| RECORD EXCERPTS |
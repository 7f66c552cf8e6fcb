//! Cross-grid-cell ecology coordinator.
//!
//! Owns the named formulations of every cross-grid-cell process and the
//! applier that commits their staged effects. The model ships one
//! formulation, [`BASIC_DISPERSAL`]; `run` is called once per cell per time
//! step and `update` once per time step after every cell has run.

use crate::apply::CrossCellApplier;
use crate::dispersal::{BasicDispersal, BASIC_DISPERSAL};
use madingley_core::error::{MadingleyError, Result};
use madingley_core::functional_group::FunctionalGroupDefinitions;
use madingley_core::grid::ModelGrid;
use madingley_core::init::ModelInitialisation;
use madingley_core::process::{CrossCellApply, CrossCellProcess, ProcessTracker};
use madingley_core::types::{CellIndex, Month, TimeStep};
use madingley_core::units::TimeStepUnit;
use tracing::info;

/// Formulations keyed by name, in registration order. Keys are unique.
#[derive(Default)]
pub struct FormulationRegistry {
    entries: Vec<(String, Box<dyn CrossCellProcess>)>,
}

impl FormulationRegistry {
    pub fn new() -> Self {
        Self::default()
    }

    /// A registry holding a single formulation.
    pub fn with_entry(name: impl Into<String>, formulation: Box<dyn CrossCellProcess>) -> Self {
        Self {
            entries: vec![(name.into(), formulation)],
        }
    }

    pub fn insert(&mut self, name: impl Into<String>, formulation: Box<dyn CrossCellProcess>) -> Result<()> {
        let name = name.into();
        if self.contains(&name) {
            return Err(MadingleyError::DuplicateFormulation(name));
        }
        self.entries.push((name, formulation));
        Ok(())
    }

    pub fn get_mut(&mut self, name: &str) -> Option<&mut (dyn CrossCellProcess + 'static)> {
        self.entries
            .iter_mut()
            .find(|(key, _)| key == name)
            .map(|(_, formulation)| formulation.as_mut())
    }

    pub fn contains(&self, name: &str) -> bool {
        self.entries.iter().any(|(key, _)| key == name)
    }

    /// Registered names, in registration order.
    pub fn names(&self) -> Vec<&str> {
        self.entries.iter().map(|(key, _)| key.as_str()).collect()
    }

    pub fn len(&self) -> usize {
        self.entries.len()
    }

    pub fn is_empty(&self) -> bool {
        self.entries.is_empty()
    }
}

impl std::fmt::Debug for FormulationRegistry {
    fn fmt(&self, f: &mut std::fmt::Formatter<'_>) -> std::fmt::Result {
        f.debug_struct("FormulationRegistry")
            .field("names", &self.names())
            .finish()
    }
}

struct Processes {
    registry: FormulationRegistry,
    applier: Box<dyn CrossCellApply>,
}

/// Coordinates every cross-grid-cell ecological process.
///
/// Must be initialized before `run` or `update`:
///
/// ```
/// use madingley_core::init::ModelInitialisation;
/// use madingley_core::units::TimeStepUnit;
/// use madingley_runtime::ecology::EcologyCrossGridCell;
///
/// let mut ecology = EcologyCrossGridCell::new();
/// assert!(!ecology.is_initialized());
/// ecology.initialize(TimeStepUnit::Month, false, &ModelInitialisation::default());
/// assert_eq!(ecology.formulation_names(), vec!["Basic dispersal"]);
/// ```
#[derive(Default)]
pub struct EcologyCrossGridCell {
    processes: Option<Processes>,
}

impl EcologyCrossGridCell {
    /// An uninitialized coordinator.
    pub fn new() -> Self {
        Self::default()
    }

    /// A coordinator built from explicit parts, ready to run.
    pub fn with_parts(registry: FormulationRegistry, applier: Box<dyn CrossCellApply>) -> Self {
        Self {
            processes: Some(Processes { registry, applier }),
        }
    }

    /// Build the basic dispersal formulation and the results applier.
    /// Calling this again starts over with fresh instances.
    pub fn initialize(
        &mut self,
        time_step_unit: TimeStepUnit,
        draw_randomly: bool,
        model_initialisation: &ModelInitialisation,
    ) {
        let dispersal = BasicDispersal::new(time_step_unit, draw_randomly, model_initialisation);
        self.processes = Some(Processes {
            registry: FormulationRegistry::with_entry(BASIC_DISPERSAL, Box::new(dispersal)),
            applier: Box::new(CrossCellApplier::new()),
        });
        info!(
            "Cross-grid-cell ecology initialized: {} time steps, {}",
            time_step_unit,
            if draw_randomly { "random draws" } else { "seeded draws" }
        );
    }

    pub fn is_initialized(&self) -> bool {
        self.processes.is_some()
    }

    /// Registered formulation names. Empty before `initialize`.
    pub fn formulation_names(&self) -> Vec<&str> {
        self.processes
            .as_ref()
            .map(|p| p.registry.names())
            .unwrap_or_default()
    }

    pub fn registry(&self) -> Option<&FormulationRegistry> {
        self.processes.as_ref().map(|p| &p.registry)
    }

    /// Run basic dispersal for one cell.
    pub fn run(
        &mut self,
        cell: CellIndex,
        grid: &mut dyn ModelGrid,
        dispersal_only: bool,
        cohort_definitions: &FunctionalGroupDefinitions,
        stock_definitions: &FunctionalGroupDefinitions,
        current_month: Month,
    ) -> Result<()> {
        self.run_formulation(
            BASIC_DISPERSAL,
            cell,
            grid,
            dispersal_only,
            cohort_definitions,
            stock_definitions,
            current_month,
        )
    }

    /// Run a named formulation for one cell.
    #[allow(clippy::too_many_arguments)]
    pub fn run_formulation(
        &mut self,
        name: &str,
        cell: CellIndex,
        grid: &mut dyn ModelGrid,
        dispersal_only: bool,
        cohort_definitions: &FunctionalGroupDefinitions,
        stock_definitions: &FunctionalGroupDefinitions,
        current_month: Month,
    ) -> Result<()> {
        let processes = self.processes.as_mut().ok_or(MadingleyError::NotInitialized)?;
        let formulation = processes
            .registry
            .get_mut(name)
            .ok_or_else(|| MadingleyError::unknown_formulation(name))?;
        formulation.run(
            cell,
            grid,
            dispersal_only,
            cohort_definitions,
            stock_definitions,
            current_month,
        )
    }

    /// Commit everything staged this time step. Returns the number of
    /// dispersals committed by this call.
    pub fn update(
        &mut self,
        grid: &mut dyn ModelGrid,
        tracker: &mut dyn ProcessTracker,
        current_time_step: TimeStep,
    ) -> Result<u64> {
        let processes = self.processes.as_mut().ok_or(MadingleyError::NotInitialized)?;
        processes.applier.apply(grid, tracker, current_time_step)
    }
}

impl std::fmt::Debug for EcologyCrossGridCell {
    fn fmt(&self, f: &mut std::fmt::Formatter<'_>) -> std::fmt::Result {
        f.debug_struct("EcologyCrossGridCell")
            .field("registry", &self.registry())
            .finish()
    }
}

| WHAT YOU WILL DO |
Within the data above, the span starting at the line containing "pub fn insert(&mut" and ending at the line containing "pub fn names(&self)" is to be retyped exactly, with no other lines.

| OUTPUT BELOW |
    pub fn insert(&mut self, name: impl Into<String>, formulation: Box<dyn CrossCellProcess>) -> Result<()> {
        let name = name.into();
        if self.contains(&name) {
            return Err(MadingleyError::DuplicateFormulation(name));
        }
        self.entries.push((name, formulation));
        Ok(())
    }

    pub fn get_mut(&mut self, name: &str) -> Option<&mut (dyn CrossCellProcess + 'static)> {
        self.entries
            .iter_mut()
            .find(|(key, _)| key == name)
            .map(|(_, formulation)| formulation.as_mut())
    }

    pub fn contains(&self, name: &str) -> bool {
        self.entries.iter().any(|(key, _)| key == name)
    }

    /// Registered names, in registration order.
    pub fn names(&self) -> Vec<&str> {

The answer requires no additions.